--- EXTRACTED INFORMATION Enclosed Below ---

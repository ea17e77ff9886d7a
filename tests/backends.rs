//! Every backend must answer every query the same way for the same records.

use std::collections::{BTreeSet, HashSet};

use netgraph::{
    analysis::{dijkstra, dijkstra_to, jaccard_similarity, local_clustering_coefficient},
    edge::{Edge, Vertex},
    graph::{BackendKind, Graph},
    record::Record,
    Error,
};

/// A graph with a dense part, a weighted part, a repeated edge, non-contiguous and negative
/// identifiers and an isolated vertex.
fn records() -> Vec<Record> {
    vec![
        Record::new(1, 2),
        Record::new(2, 3),
        Record::new(3, 1),
        Record::new(3, 4),
        Record::weighted(4, 10, 2.5),
        Record::weighted(10, -7, 0.5),
        Record::new(-7, 4),
        Record::new(2, 1),
        Record::weighted(100, 2, 4.0),
        Record::new(55, 55),
    ]
}

fn graphs() -> Vec<Graph> {
    BackendKind::ALL
        .into_iter()
        .map(|kind| Graph::new(kind, records()).unwrap())
        .collect()
}

fn vertex_set(graph: &Graph) -> BTreeSet<Vertex> {
    graph.vertices().collect()
}

fn edge_set(graph: &Graph) -> BTreeSet<Edge> {
    graph.edges().collect()
}

#[test]
fn counts_agree() {
    for graph in graphs() {
        assert_eq!(graph.vertex_count(), 8, "{}", graph.kind());
        assert_eq!(graph.edge_count(), 8, "{}", graph.kind());
        assert!(graph.has_weights());
    }
}

#[test]
fn vertices_and_edges_agree() {
    let graphs = graphs();
    let reference = &graphs[0];

    for graph in &graphs {
        assert_eq!(graph.vertices().count(), graph.vertex_count());
        assert_eq!(graph.edges().count(), graph.edge_count());
        assert_eq!(vertex_set(graph), vertex_set(reference));
        assert_eq!(edge_set(graph), edge_set(reference));
    }
}

#[test]
fn declared_edges_are_symmetric() {
    for graph in graphs() {
        for record in records().into_iter().filter(|r| r.v0 != r.v1) {
            let (a, b) = (record.v0, record.v1);

            assert!(graph.has_edge(a, b).unwrap());
            assert!(graph.has_edge(b, a).unwrap());
            assert!(graph.neighbors(a).unwrap().any(|n| n == b));
            assert!(graph.neighbors(b).unwrap().any(|n| n == a));
            assert_eq!(graph.weight(a, b).unwrap(), graph.weight(b, a).unwrap());
        }
    }
}

#[test]
fn degree_matches_distinct_neighbors() {
    for graph in graphs() {
        for vertex in graph.vertices() {
            let neighbors: Vec<Vertex> = graph.neighbors(vertex).unwrap().collect();
            let distinct: HashSet<Vertex> = neighbors.iter().copied().collect();

            assert_eq!(neighbors.len(), distinct.len());
            assert_eq!(graph.degree(vertex).unwrap(), neighbors.len());
        }
    }
}

#[test]
fn queries_agree_pairwise() {
    let graphs = graphs();
    let reference = &graphs[0];
    let vertices: Vec<Vertex> = vertex_set(reference).into_iter().collect();

    for graph in &graphs[1..] {
        for &a in &vertices {
            assert_eq!(graph.degree(a), reference.degree(a));
            for &b in &vertices {
                assert_eq!(graph.has_edge(a, b), reference.has_edge(a, b));
                assert_eq!(graph.weight(a, b), reference.weight(a, b));
            }
        }
    }
}

#[test]
fn weights() {
    for graph in graphs() {
        assert_eq!(graph.weight(10, 4).unwrap(), Some(2.5));
        assert_eq!(graph.weight(1, 2).unwrap(), Some(1.0));
        assert_eq!(
            graph.weight(1, 4),
            Err(Error::MissingEdge { v0: 1, v1: 4 })
        );
    }
}

#[test]
fn clustering_in_unit_interval() {
    for graph in graphs() {
        for vertex in graph.vertices() {
            let c = local_clustering_coefficient(&graph, vertex).unwrap();

            assert!((0.0..=1.0).contains(&c), "{vertex}: {c}");
        }
    }
}

#[test]
fn jaccard_symmetric() {
    for graph in graphs() {
        let vertices: Vec<Vertex> = graph.vertices().collect();
        for &a in &vertices {
            for &b in &vertices {
                let ab = jaccard_similarity(&graph, a, b);
                let ba = jaccard_similarity(&graph, b, a);

                match (ab, ba) {
                    (Ok(ab), Ok(ba)) => assert_eq!(ab, ba),
                    (Err(Error::UndefinedMetric { .. }), Err(Error::UndefinedMetric { .. })) => {
                        assert!(a == 55 && b == 55)
                    }
                    other => panic!("asymmetric result for ({a}, {b}): {other:?}"),
                }
            }
        }
    }
}

#[test]
fn dijkstra_agrees() {
    let graphs = graphs();
    let reference = dijkstra(&graphs[0], 1).unwrap();

    // 10 is reached through -7 (3 + 0.5) rather than straight from 4 (2 + 2.5).
    assert_eq!(reference[&-7], 3.0);
    assert_eq!(reference[&10], 3.5);
    assert_eq!(reference[&100], 5.0);
    assert_eq!(reference[&55], f64::INFINITY);

    for graph in &graphs {
        assert_eq!(dijkstra(graph, 1).unwrap(), reference);
        for vertex in graph.vertices() {
            assert_eq!(dijkstra_to(graph, vertex, vertex).unwrap(), Some(0.0));
        }
    }
}

#[test]
fn invalid_vertex_everywhere() {
    for graph in graphs() {
        let missing = Error::InvalidVertex { vertices: vec![8] };

        assert_eq!(graph.has_edge(1, 8), Err(missing.clone()));
        assert_eq!(graph.degree(8), Err(missing.clone()));
        assert_eq!(graph.weight(8, 1), Err(missing));
        assert!(graph.neighbors(8).is_err());
        assert!(!graph.has_vertex(8));
    }
}
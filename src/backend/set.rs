use std::collections::{HashMap, HashSet};

use super::{Backend, EdgeList};
use crate::edge::{Edge, Vertex};

/// A set of vertices and a set of weighted edges.
///
/// Neighborhood queries scan every edge, this is the reference backend the others are checked
/// against rather than one meant for large graphs.
#[derive(Clone, Debug, Default)]
pub struct SetBackend {
    vertices: HashSet<Vertex>,
    /// Each canonical edge with its weight.
    edges: HashMap<Edge, f64>,
    weighted: bool,
}

impl SetBackend {
    pub fn new(list: &EdgeList) -> Self {
        Self {
            vertices: list.vertices.iter().copied().collect(),
            edges: list.edges.iter().copied().collect(),
            weighted: list.weighted,
        }
    }
}

impl Backend for SetBackend {
    fn vertex_count(&self) -> usize {
        self.vertices.len()
    }

    fn edge_count(&self) -> usize {
        self.edges.len()
    }

    fn has_vertex(&self, vertex: Vertex) -> bool {
        self.vertices.contains(&vertex)
    }

    fn has_edge(&self, v0: Vertex, v1: Vertex) -> bool {
        self.edges.contains_key(&Edge::new(v0, v1))
    }

    fn has_weights(&self) -> bool {
        self.weighted
    }

    fn neighbors(&self, vertex: Vertex) -> Box<dyn Iterator<Item = Vertex> + '_> {
        // Edges are unique and never loops, so each one contributes at most one neighbor.
        Box::new(self.edges.keys().filter_map(move |edge| edge.nbr(vertex).ok()))
    }

    fn weight(&self, v0: Vertex, v1: Vertex) -> Option<f64> {
        if !self.weighted {
            return None;
        }

        self.edges.get(&Edge::new(v0, v1)).copied()
    }

    fn vertices(&self) -> Box<dyn Iterator<Item = Vertex> + '_> {
        Box::new(self.vertices.iter().copied())
    }

    fn edges(&self) -> Box<dyn Iterator<Item = Edge> + '_> {
        Box::new(self.edges.keys().copied())
    }
}
//! Already-parsed input records, the form in which graphs are handed to the crate.

use crate::edge::{Edge, Vertex};

/// One `v0 v1 [weight]` line of an edge list, after tokenizing.
#[derive(Clone, Copy, Debug, PartialEq)]
pub struct Record {
    pub v0: Vertex,
    pub v1: Vertex,
    pub weight: Option<f64>,
}

impl Record {
    /// Creates an unweighted record.
    pub fn new(v0: Vertex, v1: Vertex) -> Self {
        Self {
            v0,
            v1,
            weight: None,
        }
    }

    /// Creates a record carrying an explicit weight.
    pub fn weighted(v0: Vertex, v1: Vertex, weight: f64) -> Self {
        Self {
            v0,
            v1,
            weight: Some(weight),
        }
    }

    /// Returns the canonical edge the record describes.
    pub fn edge(&self) -> Edge {
        Edge::new(self.v0, self.v1)
    }
}

impl From<(Vertex, Vertex)> for Record {
    fn from((v0, v1): (Vertex, Vertex)) -> Self {
        Self::new(v0, v1)
    }
}

impl From<(Vertex, Vertex, f64)> for Record {
    fn from((v0, v1, weight): (Vertex, Vertex, f64)) -> Self {
        Self::weighted(v0, v1, weight)
    }
}

impl From<(Vertex, Vertex, Option<f64>)> for Record {
    fn from((v0, v1, weight): (Vertex, Vertex, Option<f64>)) -> Self {
        Self { v0, v1, weight }
    }
}
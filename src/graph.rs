//! A module for working with graphs.

use std::{fmt, str::FromStr};

use tracing::debug;

use crate::{
    backend::{Backend, EdgeList, ListBackend, MatrixBackend, SetBackend},
    edge::{Edge, Vertex},
    error::{Error, Result},
    record::Record,
    visualize::{Render, Visualization},
};

/// The storage strategy backing a [`Graph`].
#[derive(Clone, Copy, Debug, Default, PartialEq, Eq, Hash)]
pub enum BackendKind {
    /// A set of vertices and a set of edges, see [`SetBackend`].
    Set,
    /// A dense adjacency matrix, see [`MatrixBackend`].
    Matrix,
    /// An adjacency list, see [`ListBackend`].
    #[default]
    List,
}

impl BackendKind {
    pub const ALL: [BackendKind; 3] = [BackendKind::Set, BackendKind::Matrix, BackendKind::List];

    fn build(self, list: &EdgeList) -> Box<dyn Backend> {
        match self {
            BackendKind::Set => Box::new(SetBackend::new(list)),
            BackendKind::Matrix => Box::new(MatrixBackend::new(list)),
            BackendKind::List => Box::new(ListBackend::new(list)),
        }
    }
}

impl fmt::Display for BackendKind {
    fn fmt(&self, f: &mut fmt::Formatter<'_>) -> fmt::Result {
        let name = match self {
            BackendKind::Set => "set",
            BackendKind::Matrix => "matrix",
            BackendKind::List => "list",
        };

        f.write_str(name)
    }
}

impl FromStr for BackendKind {
    type Err = Error;

    fn from_str(s: &str) -> Result<Self> {
        match s.to_ascii_lowercase().as_str() {
            "set" | "sets" => Ok(BackendKind::Set),
            "matrix" => Ok(BackendKind::Matrix),
            "list" => Ok(BackendKind::List),
            _ => Err(Error::UnknownBackend(s.to_owned())),
        }
    }
}

/// An undirected, optionally weighted graph.
///
/// The graph is built in one pass from already-parsed records and can't be mutated afterwards.
/// Queries naming a vertex the graph doesn't contain fail with [`Error::InvalidVertex`].
#[derive(Debug)]
pub struct Graph {
    kind: BackendKind,
    backend: Box<dyn Backend>,
}

impl Graph {
    /// Builds a graph from `records` using the given storage strategy.
    ///
    /// The graph is weighted iff at least one record carries a weight. Self-loop records only
    /// register their vertex, and repeated edges must agree on their weight.
    ///
    /// # Examples
    ///
    /// ```
    /// use netgraph::graph::{BackendKind, Graph};
    /// use netgraph::record::Record;
    ///
    /// let records = vec![Record::new(1, 2), Record::new(2, 3), Record::new(1, 3)];
    /// let graph = Graph::new(BackendKind::Matrix, records).unwrap();
    ///
    /// assert_eq!(graph.vertex_count(), 3);
    /// assert_eq!(graph.edge_count(), 3);
    /// assert!(!graph.has_weights());
    /// ```
    pub fn new<I>(kind: BackendKind, records: I) -> Result<Self>
    where
        I: IntoIterator,
        I::Item: Into<Record>,
    {
        let list = EdgeList::from_records(records.into_iter().map(Into::into))?;
        let backend = kind.build(&list);

        debug!(
            backend = %kind,
            vertices = backend.vertex_count(),
            edges = backend.edge_count(),
            weighted = backend.has_weights(),
            "built graph"
        );

        Ok(Self { kind, backend })
    }

    /// Returns the storage strategy in use.
    pub fn kind(&self) -> BackendKind {
        self.kind
    }

    /// Returns the vertices, in no particular order.
    pub fn vertices(&self) -> impl Iterator<Item = Vertex> + '_ {
        self.backend.vertices()
    }

    /// Returns every edge once, in no particular order.
    pub fn edges(&self) -> impl Iterator<Item = Edge> + '_ {
        self.backend.edges()
    }

    /// Returns the vertex count of the graph.
    pub fn vertex_count(&self) -> usize {
        self.backend.vertex_count()
    }

    /// Returns the edge count of the graph.
    pub fn edge_count(&self) -> usize {
        self.backend.edge_count()
    }

    pub fn has_vertex(&self, vertex: Vertex) -> bool {
        self.backend.has_vertex(vertex)
    }

    /// Returns whether the graph contains an edge between `v0` and `v1`.
    ///
    /// # Examples
    ///
    /// ```
    /// use netgraph::graph::{BackendKind, Graph};
    ///
    /// let graph = Graph::new(BackendKind::Set, [(1, 2)]).unwrap();
    ///
    /// assert_eq!(graph.has_edge(2, 1).unwrap(), true);
    /// assert!(graph.has_edge(1, 3).is_err());
    /// ```
    pub fn has_edge(&self, v0: Vertex, v1: Vertex) -> Result<bool> {
        self.ensure_vertices(&[v0, v1])?;

        Ok(self.backend.has_edge(v0, v1))
    }

    /// Returns whether the edges carry weights.
    pub fn has_weights(&self) -> bool {
        self.backend.has_weights()
    }

    /// Returns the distinct neighbors of `vertex`, in no particular order.
    ///
    /// Each call returns an independent iterator.
    pub fn neighbors(&self, vertex: Vertex) -> Result<impl Iterator<Item = Vertex> + '_> {
        self.ensure_vertices(&[vertex])?;

        Ok(self.backend.neighbors(vertex))
    }

    /// Returns the number of distinct neighbors of `vertex`.
    pub fn degree(&self, vertex: Vertex) -> Result<usize> {
        self.ensure_vertices(&[vertex])?;

        Ok(self.backend.degree(vertex))
    }

    /// Returns the weight of the edge between `v0` and `v1`, `None` if the graph is unweighted.
    ///
    /// Fails with [`Error::MissingEdge`] if both vertices exist but aren't adjacent.
    pub fn weight(&self, v0: Vertex, v1: Vertex) -> Result<Option<f64>> {
        if !self.has_edge(v0, v1)? {
            return Err(Error::MissingEdge { v0, v1 });
        }

        Ok(self.backend.weight(v0, v1))
    }

    /// Computes the density of the graph, the ratio of edges with respect to the maximum possible
    /// edges.
    ///
    /// # Examples
    ///
    /// ```
    /// use netgraph::graph::{BackendKind, Graph};
    ///
    /// let graph = Graph::new(BackendKind::List, [(1, 2), (1, 3)]).unwrap();
    /// assert_eq!(graph.density().unwrap(), 2.0 / 3.0);
    /// ```
    pub fn density(&self) -> Result<f64> {
        let vc = self.vertex_count() as f64;
        let ec = self.edge_count() as f64;

        if vc < 2.0 {
            return Err(Error::undefined(
                "density",
                "the graph has fewer than two vertices",
            ));
        }

        // Calculate the total number of possible edges given a vertex count.
        let pec = vc * (vc - 1.0) / 2.0;
        // Actual edges divided by the possible edges gives the density.
        Ok(ec / pec)
    }

    /// Collects the vertex labels and edge pairs a renderer needs.
    pub fn visualization(&self) -> Visualization {
        Visualization::new(self.vertices(), self.edges())
    }

    /// Hands the graph's [`Visualization`] over to `renderer`.
    pub fn visualize<R: Render>(&self, renderer: &mut R) {
        renderer.render(&self.visualization());
    }

    /// Fails with [`Error::InvalidVertex`] naming every vertex of `vertices` that isn't part of
    /// the graph.
    pub fn ensure_vertices(&self, vertices: &[Vertex]) -> Result<()> {
        let mut missing: Vec<Vertex> = vertices
            .iter()
            .copied()
            .filter(|&vertex| !self.backend.has_vertex(vertex))
            .collect();

        if missing.is_empty() {
            return Ok(());
        }

        missing.dedup();
        Err(Error::InvalidVertex { vertices: missing })
    }
}
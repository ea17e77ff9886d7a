//! The hand-off to an external renderer.
//!
//! The crate doesn't draw anything. A renderer receives the vertex labels and the deduplicated
//! edge pairs and gets no further access to the graph.

use crate::edge::{Edge, Vertex};

/// Graphs at or above this vertex count get the scalable layout.
pub const SCALABLE_LAYOUT_THRESHOLD: usize = 2000;

/// The layout a renderer is advised to use.
#[derive(Clone, Copy, Debug, PartialEq, Eq)]
pub enum Layout {
    /// Force-directed placement.
    ForceDirected,
    /// Multiscale force-directed placement, for large graphs.
    ScalableForceDirected,
}

impl Layout {
    pub fn for_vertex_count(vertex_count: usize) -> Self {
        if vertex_count < SCALABLE_LAYOUT_THRESHOLD {
            Layout::ForceDirected
        } else {
            Layout::ScalableForceDirected
        }
    }
}

/// Everything a renderer gets to see of a graph.
#[derive(Clone, Debug, PartialEq)]
pub struct Visualization {
    pub vertices: Vec<String>,
    pub edges: Vec<(String, String)>,
    pub layout: Layout,
}

impl Visualization {
    pub fn new(
        vertices: impl IntoIterator<Item = Vertex>,
        edges: impl IntoIterator<Item = Edge>,
    ) -> Self {
        let vertices: Vec<String> = vertices.into_iter().map(|v| v.to_string()).collect();
        let edges = edges
            .into_iter()
            .map(|edge| (edge.v0().to_string(), edge.v1().to_string()))
            .collect();

        Self {
            layout: Layout::for_vertex_count(vertices.len()),
            vertices,
            edges,
        }
    }
}

/// An external renderer, e.g. one driving graphviz.
pub trait Render {
    fn render(&mut self, view: &Visualization);
}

--- End of Enclosed EXTRACTED INFORMATION ---

## TO DO
Line count for the word "Some": please state how many lines of the records above contain it, and nothing else.

## RESULT BELOW
4